MANILA The Philippines will not issue any more casino licenses in the capital for five years; the industry regulator is heeding oversupply concerns among existing investors.
Andrea Domingo, chair of the Philippine Amusement and Gaming Corporation (Pagcor), said the four licensees from Manila's Entertainment City filed a position paper last month calling for the moratorium.
"We are looking at protecting those who have taken a risk earlier, who have invested a lot of money," said Domingo at gaming form on March 21. She revealed that Pagcor recently denied a U.S. company's bid for a gaming license in Metropolitan Manila even though it offered to exceed the $1 billion minimum investment requirement for integrated resorts at Entertainment City. "We don't want too [much] proliferation of casinos," she said.
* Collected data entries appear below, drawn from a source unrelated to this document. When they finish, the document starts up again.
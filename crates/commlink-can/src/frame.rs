//! 经典 CAN 帧编解码（无硬件依赖）
//!
//! 线格式与内核 `struct can_frame` 一致（16 字节，主机字节序）：
//!
//! ```text
//! offset  size  field
//! 0       4     can_id   (bit31 = EFF 扩展帧, bit30 = RTR 远程帧, bit29 = ERR)
//! 4       1     can_dlc  (0-8)
//! 5       3     padding / reserved
//! 8       8     data
//! ```
//!
//! 只支持 CAN 2.0：`FD` / `BIT_RATE_SWITCH` 标志在构造时即被拒绝。

use bitflags::bitflags;
use commlink_core::LinkError;

/// 扩展帧标记（EFF）
pub const CAN_EFF_FLAG: u32 = 0x8000_0000;
/// 远程帧标记（RTR）
pub const CAN_RTR_FLAG: u32 = 0x4000_0000;
/// 错误帧标记（ERR）
pub const CAN_ERR_FLAG: u32 = 0x2000_0000;
/// 标准帧 ID 掩码（11 bit）
pub const CAN_SFF_MASK: u32 = 0x0000_07FF;
/// 扩展帧 ID 掩码（29 bit）
pub const CAN_EFF_MASK: u32 = 0x1FFF_FFFF;

/// 经典 CAN 最大数据长度
pub const CAN_MAX_DLEN: usize = 8;
/// 线格式帧长度（`sizeof(struct can_frame)`）
pub const CAN_FRAME_LEN: usize = 16;

const DLC_OFFSET: usize = 4;
const DATA_OFFSET: usize = 8;

bitflags! {
    /// 帧标志位（与边界 API 的 `flags` 整数一一对应）
    ///
    /// | bit | 含义 |
    /// |-----|------|
    /// | 0 | 扩展帧（29-bit ID） |
    /// | 1 | 远程帧（RTR） |
    /// | 2 | CAN FD（拒绝） |
    /// | 3 | 波特率切换 BRS（拒绝） |
    #[derive(Debug, Clone, Copy, PartialEq, Eq, Hash, Default)]
    pub struct CanFlags: u32 {
        const EXTENDED = 0x01;
        const REMOTE_REQUEST = 0x02;
        const FD = 0x04;
        const BIT_RATE_SWITCH = 0x08;
    }
}

impl CanFlags {
    /// 是否包含经典 CAN 路径不支持的标志
    pub fn requires_fd(self) -> bool {
        self.intersects(CanFlags::FD | CanFlags::BIT_RATE_SWITCH)
    }

    /// 拒绝 FD / BRS
    pub fn ensure_classic(self) -> Result<(), LinkError> {
        if self.requires_fd() {
            return Err(LinkError::Unsupported(format!(
                "CAN FD / bit-rate-switch requested (flags=0x{:X}); only classic CAN is supported",
                self.bits()
            )));
        }
        Ok(())
    }
}

/// 将 ID 与标志编码为线格式的 `can_id`
///
/// 扩展帧：ID 截取低 29 位并置 EFF；标准帧：截取低 11 位。RTR 单独置位。
pub fn encode_id(id: u32, flags: CanFlags) -> u32 {
    let mut raw = if flags.contains(CanFlags::EXTENDED) {
        (id & CAN_EFF_MASK) | CAN_EFF_FLAG
    } else {
        id & CAN_SFF_MASK
    };
    if flags.contains(CanFlags::REMOTE_REQUEST) {
        raw |= CAN_RTR_FLAG;
    }
    raw
}

/// 从线格式 `can_id` 解出 ID 与 `EXTENDED` / `REMOTE_REQUEST` 标志
pub fn decode_id(raw: u32) -> (u32, CanFlags) {
    let mut flags = CanFlags::empty();
    let id = if raw & CAN_EFF_FLAG != 0 {
        flags |= CanFlags::EXTENDED;
        raw & CAN_EFF_MASK
    } else {
        raw & CAN_SFF_MASK
    };
    if raw & CAN_RTR_FLAG != 0 {
        flags |= CanFlags::REMOTE_REQUEST;
    }
    (id, flags)
}

/// 经典 CAN 帧
///
/// - **Copy**：固定 8 字节数据，无堆分配
/// - **ID 已掩码**：构造时按 `EXTENDED` 标志截取 11/29 位
/// - **不含 FD**：`flags` 永远不包含 `FD` / `BIT_RATE_SWITCH`
#[derive(Debug, Clone, Copy, PartialEq, Eq)]
pub struct CanFrame {
    id: u32,
    flags: CanFlags,
    data: [u8; CAN_MAX_DLEN],
    len: u8,
}

impl CanFrame {
    /// 创建帧
    ///
    /// # 错误
    /// - `LinkError::Unsupported`: `flags` 含 FD / BRS
    /// - `LinkError::InvalidArgument`: payload 超过 8 字节
    pub fn new(id: u32, flags: CanFlags, payload: &[u8]) -> Result<Self, LinkError> {
        flags.ensure_classic()?;
        if payload.len() > CAN_MAX_DLEN {
            return Err(LinkError::invalid(format!(
                "CAN payload of {} bytes exceeds {} bytes",
                payload.len(),
                CAN_MAX_DLEN
            )));
        }

        let (id, flags) = decode_id(encode_id(id, flags));
        let mut data = [0u8; CAN_MAX_DLEN];
        data[..payload.len()].copy_from_slice(payload);

        Ok(Self {
            id,
            flags,
            data,
            len: payload.len() as u8,
        })
    }

    /// 标准帧（11-bit ID）
    pub fn new_standard(id: u16, payload: &[u8]) -> Result<Self, LinkError> {
        Self::new(u32::from(id), CanFlags::empty(), payload)
    }

    /// 扩展帧（29-bit ID）
    pub fn new_extended(id: u32, payload: &[u8]) -> Result<Self, LinkError> {
        Self::new(id, CanFlags::EXTENDED, payload)
    }

    pub fn id(&self) -> u32 {
        self.id
    }

    pub fn flags(&self) -> CanFlags {
        self.flags
    }

    pub fn is_extended(&self) -> bool {
        self.flags.contains(CanFlags::EXTENDED)
    }

    pub fn is_remote(&self) -> bool {
        self.flags.contains(CanFlags::REMOTE_REQUEST)
    }

    /// 声明的数据长度（DLC，0-8）
    pub fn len(&self) -> usize {
        self.len as usize
    }

    pub fn is_empty(&self) -> bool {
        self.len == 0
    }

    /// 有效数据
    pub fn data(&self) -> &[u8] {
        &self.data[..self.len as usize]
    }

    /// 线格式 `can_id`
    pub fn raw_id(&self) -> u32 {
        encode_id(self.id, self.flags)
    }

    /// 将 payload 拷贝到调用方缓冲区，返回实际拷贝的字节数
    ///
    /// 缓冲区小于 DLC 时只拷贝放得下的部分；调用方应比较 `len()` 与返回值判断截断。
    pub fn copy_payload_into(&self, buf: &mut [u8]) -> usize {
        let n = self.data().len().min(buf.len());
        buf[..n].copy_from_slice(&self.data()[..n]);
        n
    }

    /// 编码为 16 字节线格式
    pub fn encode(&self) -> [u8; CAN_FRAME_LEN] {
        let mut bytes = [0u8; CAN_FRAME_LEN];
        bytes[..DLC_OFFSET].copy_from_slice(&self.raw_id().to_ne_bytes());
        bytes[DLC_OFFSET] = self.len;
        bytes[DATA_OFFSET..].copy_from_slice(&self.data);
        bytes
    }

    /// 从线格式解码
    ///
    /// # 错误
    /// - `LinkError::Os(EIO)`: 数据不足一帧
    /// - `LinkError::Os(EBADMSG)`: DLC > 8
    pub fn decode(bytes: &[u8]) -> Result<Self, LinkError> {
        if bytes.len() < CAN_FRAME_LEN {
            return Err(LinkError::os("decode(can_frame)", libc::EIO));
        }

        let mut raw_id = [0u8; 4];
        raw_id.copy_from_slice(&bytes[..DLC_OFFSET]);
        let (id, flags) = decode_id(u32::from_ne_bytes(raw_id));

        let dlc = bytes[DLC_OFFSET];
        if dlc as usize > CAN_MAX_DLEN {
            return Err(LinkError::os("decode(can_frame)", libc::EBADMSG));
        }

        let mut data = [0u8; CAN_MAX_DLEN];
        data.copy_from_slice(&bytes[DATA_OFFSET..CAN_FRAME_LEN]);

        Ok(Self {
            id,
            flags,
            data,
            len: dlc,
        })
    }
}

/// 接收结果头部（用于 "读入调用方缓冲区" 的接口）
///
/// `len` 永远是帧声明的真实长度，可能大于实际拷贝到缓冲区的字节数。
#[derive(Debug, Clone, Copy, PartialEq, Eq)]
pub struct FrameHeader {
    pub id: u32,
    pub flags: CanFlags,
    pub len: usize,
}

impl From<&CanFrame> for FrameHeader {
    fn from(frame: &CanFrame) -> Self {
        Self {
            id: frame.id(),
            flags: frame.flags(),
            len: frame.len(),
        }
    }
}

#[cfg(test)]
mod tests {
    use super::*;
    use proptest::prelude::*;

    #[test]
    fn test_standard_id_is_masked_to_11_bits() {
        assert_eq!(encode_id(0xFFFF, CanFlags::empty()), 0x7FF);
        let frame = CanFrame::new(0x1234, CanFlags::empty(), &[1]).unwrap();
        assert_eq!(frame.id(), 0x234);
        assert!(!frame.is_extended());
    }

    #[test]
    fn test_extended_id_sets_eff_flag() {
        let raw = encode_id(0xFFFF_FFFF, CanFlags::EXTENDED);
        assert_eq!(raw, CAN_EFF_MASK | CAN_EFF_FLAG);
        assert_eq!(decode_id(raw), (CAN_EFF_MASK, CanFlags::EXTENDED));
    }

    #[test]
    fn test_rtr_flag() {
        let raw = encode_id(0x123, CanFlags::REMOTE_REQUEST);
        assert_eq!(raw, 0x123 | CAN_RTR_FLAG);
        assert_eq!(decode_id(raw), (0x123, CanFlags::REMOTE_REQUEST));
    }

    #[test]
    fn test_fd_and_brs_rejected() {
        for flags in [
            CanFlags::FD,
            CanFlags::BIT_RATE_SWITCH,
            CanFlags::FD | CanFlags::EXTENDED,
        ] {
            let result = CanFrame::new(0x10, flags, &[1, 2]);
            assert!(
                matches!(result, Err(LinkError::Unsupported(_))),
                "flags {:?} should be unsupported",
                flags
            );
        }
    }

    #[test]
    fn test_oversized_payload_rejected() {
        let result = CanFrame::new(0x10, CanFlags::empty(), &[0u8; 9]);
        assert!(matches!(result, Err(LinkError::InvalidArgument(_))));
    }

    #[test]
    fn test_encode_layout() {
        let frame = CanFrame::new_standard(0x123, &[1, 2, 3]).unwrap();
        let bytes = frame.encode();
        assert_eq!(bytes.len(), CAN_FRAME_LEN);
        assert_eq!(u32::from_ne_bytes([bytes[0], bytes[1], bytes[2], bytes[3]]), 0x123);
        assert_eq!(bytes[4], 3);
        assert_eq!(&bytes[5..8], &[0, 0, 0]);
        assert_eq!(&bytes[8..16], &[1, 2, 3, 0, 0, 0, 0, 0]);
    }

    #[test]
    fn test_decode_short_buffer() {
        let result = CanFrame::decode(&[0u8; 15]);
        assert_eq!(result.unwrap_err().errno(), Some(libc::EIO));
    }

    #[test]
    fn test_decode_invalid_dlc() {
        let mut bytes = [0u8; CAN_FRAME_LEN];
        bytes[4] = 9;
        assert_eq!(
            CanFrame::decode(&bytes).unwrap_err().errno(),
            Some(libc::EBADMSG)
        );
    }

    #[test]
    fn test_copy_payload_truncates() {
        let frame = CanFrame::new_standard(0x42, &[1, 2, 3, 4, 5, 6]).unwrap();
        let mut small = [0u8; 4];
        let copied = frame.copy_payload_into(&mut small);
        assert_eq!(copied, 4);
        assert_eq!(small, [1, 2, 3, 4]);
        // 头部保留真实长度，调用方据此发现截断
        assert_eq!(FrameHeader::from(&frame).len, 6);
    }

    #[cfg(target_os = "linux")]
    #[test]
    fn test_layout_matches_kernel_struct() {
        assert_eq!(CAN_FRAME_LEN, std::mem::size_of::<libc::can_frame>());
        assert_eq!(CAN_EFF_FLAG, libc::CAN_EFF_FLAG);
        assert_eq!(CAN_RTR_FLAG, libc::CAN_RTR_FLAG);
        assert_eq!(CAN_ERR_FLAG, libc::CAN_ERR_FLAG);
        assert_eq!(CAN_SFF_MASK, libc::CAN_SFF_MASK);
        assert_eq!(CAN_EFF_MASK, libc::CAN_EFF_MASK);
    }

    fn classic_flags() -> impl Strategy<Value = CanFlags> {
        (0u32..4).prop_map(CanFlags::from_bits_truncate)
    }

    proptest! {
        #[test]
        fn prop_encode_decode_preserves_id_flags_payload(
            id in any::<u32>(),
            flags in classic_flags(),
            payload in proptest::collection::vec(any::<u8>(), 0..=CAN_MAX_DLEN),
        ) {
            let frame = CanFrame::new(id, flags, &payload).unwrap();
            let decoded = CanFrame::decode(&frame.encode()).unwrap();

            let mask = if flags.contains(CanFlags::EXTENDED) { CAN_EFF_MASK } else { CAN_SFF_MASK };
            prop_assert_eq!(decoded.id(), id & mask);
            prop_assert_eq!(decoded.flags(), flags);
            prop_assert_eq!(decoded.data(), payload.as_slice());
        }
    }
}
SUFFERING A GLUT Bloomberry Resorts led the way when it opened its Solaire casino in Entertainment City in March 2013. Tiger Resort Leisure and Entertainment, owned by Japan's Universal Entertainment, started operating the Okada Manila integrated resort last December. Executives from both companies have warned of oversupply in the dedicated gaming district, and the likely damage to margins.
The two other licensees there are Melco Crown (Philippines) Resorts, which opened City of Dreams Manila in December 2014, and Travellers International Hotel Group, a joint venture between local businessman Andrew Tan's Alliance Global Group and Malaysia's Genting, which plans to open Westside City Resorts World by 2021.
The four licensees are each allowed to open facilities in two locations, subject to clearance from Pagcor and the local government concerned. In 2009, Travellers opened the Resorts World Manila, the country's first integrated resort and casino, in front of Terminal 3 of Manila's Ninoy Aquino International Airport.
The opening of the $2.4 billion Okada Manila with 3,000 gaming machines and 500 tables is expected to hurt gross gaming revenue growth at the first three mega-casinos.
RCBC Securities, a local brokerage, expects growth at Solaire, City of Dreams Manila, and Resorts World Manila to slow by 8% this year, from 17% last year.
Okada's opening should nevertheless add to overall industry revenues. Domingo said Pagcor expects 155-160 billion pesos ($3.07 billion to $3.17 billion) in gross gaming revenue this year, a 30% increase on 2016's internal target, but only 7% above the 149 billion pesos in actual gross gaming revenue for the year.
Because of the Entertainment City glut, Bloomberry is planning to use an existing license to build a smaller casino in northern Manila with an investment of 20 billion pesos.
The freeze on mega-casinos may encourage investors to look elsewhere. Russia and Vietnam are both interested in developing their gaming industries, and Japan recently moved to legalize casinos.
The moratorium is also influenced by Philippine President Rodrigo Duterte's policy to promote business outside Manila. Domingo said she has approved two integrated resort applications on the central island of Cebu, one of the most populous provinces. Cebu offers direct air services to regional destinations like South Korea and Japan.
BIG BETS According to Domingo, a local company will bet $500 million on Cebu and Hong Kong investors plan a $300 million property there. Both integrated resorts are expected to launch operations in 2019.
She added that Pagcor has issued 35 "Philippine offshore gaming operator" licenses for online casinos that exclusively cater to customers overseas. The licensing of these operators was launched last year when Duterte also ordered the closure of nearly 300 e-gaming cafes run by PhilWeb for violating zoning rules prohibiting such establishments near schools and churches.
Domingo said Duterte's efforts to revitalize relations with China and Southeast Asia will boost regional tourism and foreign gamer arrivals. Bloomberry Chairman Enrique Razon earlier reported that visitors from China to Solaire doubled in October and November year on year. That followed Duterte's visit to China, when he announced a national "separation" from the U.S.